There are now 50,000 people waiting over one year for a first outpatient appointment with a specialist. This is not a good scenario, as it represents one per cent of the population and is a political nightmare for every government candidate in every single constituency.
So what can our health leaders be expected to achieve in the year ahead? The long awaited and undelivered free GP care is a make or break issue for the ministers. The Programme for Government said free GP care would be in place for everyone by 2015. If they fail to deliver this most minimal form of universalism to under six year olds and over 70s in 2015, their credibility will be shredded.
Central to achieving this is reaching agreement on the new GP contract.

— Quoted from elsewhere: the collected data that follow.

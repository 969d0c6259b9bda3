//! REST router tests with a canned transport.

use assert_json_diff::assert_json_include;
use async_trait::async_trait;
use axum::body::Body;
use axum::http::{Request, StatusCode};
use serde_json::{json, Value};
use std::sync::Arc;
use tower::ServiceExt;
use transcript_engine::acquisition::{RawPage, TransportClient};
use transcript_engine::rest::{router, AppState, RestOptions};
use transcript_engine::{EngineConfig, EngineError, RegistrationNumber, TranscriptEngine, TransportKind};

const RESULT_PAGE: &str = include_str!("fixtures/result_page.html");
const KEY: &str = "s3cret";

struct CannedTransport(Result<&'static str, EngineError>);

#[async_trait]
impl TransportClient for CannedTransport {
    async fn fetch_result_page(&self, _reg: &RegistrationNumber) -> Result<RawPage, EngineError> {
        self.0.clone().map(|html| RawPage {
            url: "https://portal.test/result".into(),
            html: html.into(),
        })
    }

    fn kind(&self) -> TransportKind {
        TransportKind::Http
    }
}

fn app(canned: Result<&'static str, EngineError>, api_key: Option<&str>) -> axum::Router {
    let engine =
        TranscriptEngine::with_transport(EngineConfig::default(), Box::new(CannedTransport(canned)));
    let options = RestOptions {
        api_key: api_key.map(String::from),
        frontend_url: Some("https://results.example.org".into()),
        max_concurrent_lookups: 2,
    };
    router(Arc::new(AppState::new(engine, &options)), options.frontend_url.as_deref())
}

fn lookup_request(body: Value) -> Request<Body> {
    Request::post("/Cgpa/result")
        .header("content-type", "application/json")
        .header("x-api-key", KEY)
        .body(Body::from(body.to_string()))
        .unwrap()
}

async fn send(app: axum::Router, req: Request<Body>) -> (StatusCode, Value) {
    let resp = app.oneshot(req).await.unwrap();
    let status = resp.status();
    let bytes = axum::body::to_bytes(resp.into_body(), usize::MAX).await.unwrap();
    let json = if bytes.is_empty() {
        Value::Null
    } else {
        serde_json::from_slice(&bytes).unwrap()
    };
    (status, json)
}

#[tokio::test]
async fn test_health_needs_no_key() {
    let (status, json) = send(
        app(Ok(RESULT_PAGE), Some(KEY)),
        Request::get("/health").body(Body::empty()).unwrap(),
    )
    .await;
    assert_eq!(status, StatusCode::OK);
    assert_eq!(json, json!({ "status": "ok" }));
}

#[tokio::test]
async fn test_home_with_key() {
    let req = Request::get("/Cgpa").header("x-api-key", KEY).body(Body::empty()).unwrap();
    let (status, json) = send(app(Ok(RESULT_PAGE), Some(KEY)), req).await;
    assert_eq!(status, StatusCode::OK);
    assert_eq!(json, json!({ "type": "info", "message": "Result Scraper Home" }));
}

#[tokio::test]
async fn test_home_with_trailing_slash() {
    let req = Request::get("/Cgpa/").header("x-api-key", KEY).body(Body::empty()).unwrap();
    let (status, json) = send(app(Ok(RESULT_PAGE), Some(KEY)), req).await;
    assert_eq!(status, StatusCode::OK);
    assert_eq!(json, json!({ "type": "info", "message": "Result Scraper Home" }));
}

#[tokio::test]
async fn test_trailing_slash_home_still_needs_key() {
    let req = Request::get("/Cgpa/").body(Body::empty()).unwrap();
    let (status, json) = send(app(Ok(RESULT_PAGE), Some(KEY)), req).await;
    assert_eq!(status, StatusCode::UNAUTHORIZED);
    assert_eq!(json["message"], "Unauthorized request");
}

#[tokio::test]
async fn test_wrong_key_is_unauthorized() {
    let req = Request::post("/Cgpa/result")
        .header("content-type", "application/json")
        .header("x-api-key", "nope")
        .body(Body::from(r#"{"regNo":"2022-ag-7755"}"#))
        .unwrap();
    let (status, json) = send(app(Ok(RESULT_PAGE), Some(KEY)), req).await;
    assert_eq!(status, StatusCode::UNAUTHORIZED);
    assert_eq!(json, json!({ "type": "error", "message": "Unauthorized request" }));
}

#[tokio::test]
async fn test_missing_server_key_is_server_error() {
    let (status, json) = send(
        app(Ok(RESULT_PAGE), None),
        lookup_request(json!({ "regNo": "2022-ag-7755" })),
    )
    .await;
    assert_eq!(status, StatusCode::INTERNAL_SERVER_ERROR);
    assert_eq!(json["message"], "Server env missing API key");
}

#[tokio::test]
async fn test_successful_lookup() {
    let (status, json) = send(
        app(Ok(RESULT_PAGE), Some(KEY)),
        lookup_request(json!({ "regNo": "2022-ag-7755" })),
    )
    .await;
    assert_eq!(status, StatusCode::OK);
    assert_json_include!(
        actual: json,
        expected: json!({
            "success": true,
            "studentName": "Ayesha Khan",
            "registrationNo": "2022-ag-7755",
            "cgpa": 3.04125,
            "totalCreditHours": 8,
            "totalQualityPoints": 24.33,
            "semesters": [
                {
                    "semester": "Winter 2022-2023",
                    "gpa": 4.0,
                    "subjects": [
                        {
                            "courseCode": "CS-101",
                            "creditHours": 3,
                            "obtainedMarks": 54,
                            "grade": "A",
                            "qualityPoints": 12.0
                        }
                    ]
                },
                { "semester": "Spring 2023", "gpa": 2.466 }
            ]
        })
    );
}

#[tokio::test]
async fn test_form_encoded_body_is_accepted() {
    let req = Request::post("/Cgpa/result")
        .header("content-type", "application/x-www-form-urlencoded")
        .header("x-api-key", KEY)
        .body(Body::from("regNo=2022-ag-7755"))
        .unwrap();
    let (status, json) = send(app(Ok(RESULT_PAGE), Some(KEY)), req).await;
    assert_eq!(status, StatusCode::OK);
    assert_eq!(json["studentName"], "Ayesha Khan");
}

#[tokio::test]
async fn test_blank_registration_is_bad_request() {
    let (status, json) = send(
        app(Ok(RESULT_PAGE), Some(KEY)),
        lookup_request(json!({ "regNo": "   " })),
    )
    .await;
    assert_eq!(status, StatusCode::BAD_REQUEST);
    assert_eq!(
        json,
        json!({
            "success": false,
            "type": "warning",
            "message": "Registration number is required"
        })
    );
}

#[tokio::test]
async fn test_warning_maps_to_bad_request() {
    let (status, json) = send(
        app(Err(EngineError::NoResultTable), Some(KEY)),
        lookup_request(json!({ "regNo": "2022-ag-7755" })),
    )
    .await;
    assert_eq!(status, StatusCode::BAD_REQUEST);
    assert_eq!(json["type"], "warning");
    assert!(json.get("semesters").is_none());
}

#[tokio::test]
async fn test_error_maps_to_server_error() {
    let (status, json) = send(
        app(Err(EngineError::Certificate), Some(KEY)),
        lookup_request(json!({ "regNo": "2022-ag-7755" })),
    )
    .await;
    assert_eq!(status, StatusCode::INTERNAL_SERVER_ERROR);
    assert_eq!(
        json,
        json!({
            "success": false,
            "type": "error",
            "message": "SSL issue detected, website certificate invalid"
        })
    );
}

#[tokio::test]
async fn test_cors_allows_configured_frontend() {
    let req = Request::get("/health")
        .header("origin", "https://results.example.org")
        .body(Body::empty())
        .unwrap();
    let resp = app(Ok(RESULT_PAGE), Some(KEY)).oneshot(req).await.unwrap();
    assert_eq!(
        resp.headers()
            .get("access-control-allow-origin")
            .and_then(|v| v.to_str().ok()),
        Some("https://results.example.org")
    );
    assert_eq!(
        resp.headers()
            .get("access-control-allow-credentials")
            .and_then(|v| v.to_str().ok()),
        Some("true")
    );
}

Given that Universal Health Insurance is long dead in the water, if government can't realise free GP care for the youngest and the oldest of the population, they will have zero integrity in the run up to the next election.
Minister Varadkar has prioritised reducing the numbers of delayed discharges and has a budget of €25 million to do it. It is not enough but if he can make some progress in the early months of 2015, this should have a knock-on impact on both the numbers waiting in Emergency Departments and for nursing home beds, which in turn could free up much-needed beds for elective care which could bring down waiting lists. All of this is very conditional on their strategies working and the system not being overwhelmed by demand.
Given the plethora of exposures of poor and sometime fatal care in the health system in 2014, evidenced in the number of high profile maternal and baby deaths in our maternity units, the abuse in a HSE care home for people with disability, the deficiencies in the ambulance services, the health service has to be seen to hold staff to account and to improve patient care, safety and quality of care. Real, tangible improvements have to take place in these areas as well as in others such as mental health and chronic diseases.
The 2015 Primary Care Operation Plan commits to 'introduce service improvements in relation to medical card eligibility assessment, medical card provision and reimbursement' and to 'implement the recommendations contained within the Report of the Expert Panel on Medical Card Eligibility, 2014'. The plan is predicated on a reduction of 55,000 medical cards in 2015, presumably based on assumption that that 55,000 people will no longer qualify for medical cards on the basis of low income as more people return to work.
However, there are higher numbers of discretionary cards now than there has been at any time since 2012 and that is likely to continue. The withdrawal of medical cards from sick people could have brought the government down, but their u-turn and the Keane report saved it and they don't want any further backlash on medical cards in the run up to the next election.
The next general election may be the first time in the history of the State that all parties will campaign for universal health care. It will be really interesting to see where the government parties stand in their health manifestos and equally intriguing to see if and how Fianna Fail, Sinn Fein and the other parties flesh out their health policies. While Fine Gael and Labour have failed to deliver on most of their key commitments made in the last election, at least they both produced detailed health proposals. None of the other parties have done that.
It was obvious the moment he was appointed that the health ministry could make or break Leo Varadkar's political career. So far, it has made him, he has risen to the task, but next year will much more interesting. 2015 will be much harder, a real test of which direction the health services take and of the minister's metal.